Analysts were cautious.
"People may have been a little disheartened that he was defending the current RIM strategy," said Morgan Stanley analyst Ehud Gelblum. "I think (investors) might have wanted to hear a mea culpa."
"People would have been happier hearing 'we are on the wrong path'. We didn't hear a lot of talk about change."
Jaguar's Alboini criticized the retention of Balsillie and Lazaridis on RIM's board and called for several other board members to step down before RIM's mid-year annual meeting.
"If we're wrong, prove us wrong," Alboini said in an interview, referring to the group of shareholders who support his view. "This group is not going anywhere. This is just putting RIM in a position where it might be able to get back into the game. It's early days."
Barbara Stymiest, a former banking and exchange executive, will replace Lazaridis and Balsillie as the chair of the board. Stymiest, a RIM board member for five years, is also viewed as an insider tied to the old regime.
Heins' immediate concerns are to generate sales of RIM's current lineup of BlackBerry 7 touchscreen devices, deliver on a promised software upgrade for its PlayBook tablet computer by February, and rally RIM's troops to launch the next-generation BlackBerry 10 phones later this year.
But even if he had a credible overall plan to foster change, some analysts question whether RIM had fallen too far behind its competitors to catch up.
Its existing product lineup has struggled to compete with Apple's iPhone and iPad and the slew of devices from Samsung and others using Google's Android operating system. In North America particularly, RIM has hemorrhaged market share during a year marked by product delays and a botched launch of the PlayBook.
"If RIM's going to grow in the U.S. ... they have to have products better than the iPhone or Android," said Pacific Crest analyst James Faucette. As of now, "they don't have products that are competitive with those, let alone better."
But RIM has also shown a renewed seriousness about getting its message delivered, hiring crisis management firm Sitrick and Company as strategic counsel.
Sitrick helps companies in crisis and celebrities navigating scandal. Clients have included Paris Hilton as she faced jail time and Michael Vick, an NFL quarterback involved in a dog-fighting ring. The firm also helped Roy Disney remove Michael Eisner as chairman of Walt Disney.
SEEKING A PLAN
Analysts circled their calendars for an analyst day in early May as the first opportunity for the new leader to lay out a detailed plan for reversing the decline.
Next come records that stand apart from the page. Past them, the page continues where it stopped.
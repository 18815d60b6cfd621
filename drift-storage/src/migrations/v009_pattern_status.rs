//! V009 migration: Pattern status tracking for auto-approve / user-approve workflow.
//!
//! Adds pattern_status table to track discovered → approved → ignored lifecycle.
//! Supports both auto-approval (confidence ≥ 0.90) and user approval flows.

pub const MIGRATION_SQL: &str = r#"
-- Pattern status lifecycle table
-- Tracks whether each pattern is discovered, approved (auto or user), or ignored.
CREATE TABLE IF NOT EXISTS pattern_status (
    pattern_id TEXT PRIMARY KEY,
    status TEXT NOT NULL DEFAULT 'discovered',
    approved_by TEXT,
    approved_at INTEGER,
    confidence_at_approval REAL,
    reason TEXT,
    updated_at INTEGER NOT NULL DEFAULT (unixepoch())
) STRICT;

CREATE INDEX IF NOT EXISTS idx_pattern_status_status ON pattern_status(status);
CREATE INDEX IF NOT EXISTS idx_pattern_status_updated ON pattern_status(updated_at);
"#;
The event "will now become the focal point to the unveiling of Thorsten's vision," CCS Insight analyst Ben Wood told Reuters. "The speed with which you make strategic changes and implement them is absolutely critical because the mobile phone business will not stand still."
"If there are no meaningful signs of an imminent turnaround, then I think the spotlight will turn back on to the assets that RIM holds and who they might be attractive to."
Investors have seized on any rumor of a deal involving RIM as a reason to celebrate, whether talk is of a pact with Amazon as reported by Reuters in December, or with Samsung last week.
Analysts have said logical buyers for RIM also include fellow-struggler Nokia, perhaps with support from Microsoft, and Facebook which is increasingly pushing its content to users via their mobile phones.
If there is no obvious buyer, Heins has more immediate options to add value to the business.
RIM could license its software or integrate its email package, a strategy that many analysts and investors have thought the company might pursue. Heins said it would be wrong to focus on that option but he is still open to discussions.
"RIM have had big challenges in the past and they succeeded in moving from a corporate product to be also a consumer product, to get a foot in the consumer market and very few people expected them to do that," consultant John Strand said.
"Now they have to reinvent themselves again."
RIM's U.S.-listed shares closed 8.5 percent lower at $15.56, for a market capitalization of little more than $8 billion. In the company's heyday, just three and a half years ago, it had a market capitalization around $80 billion.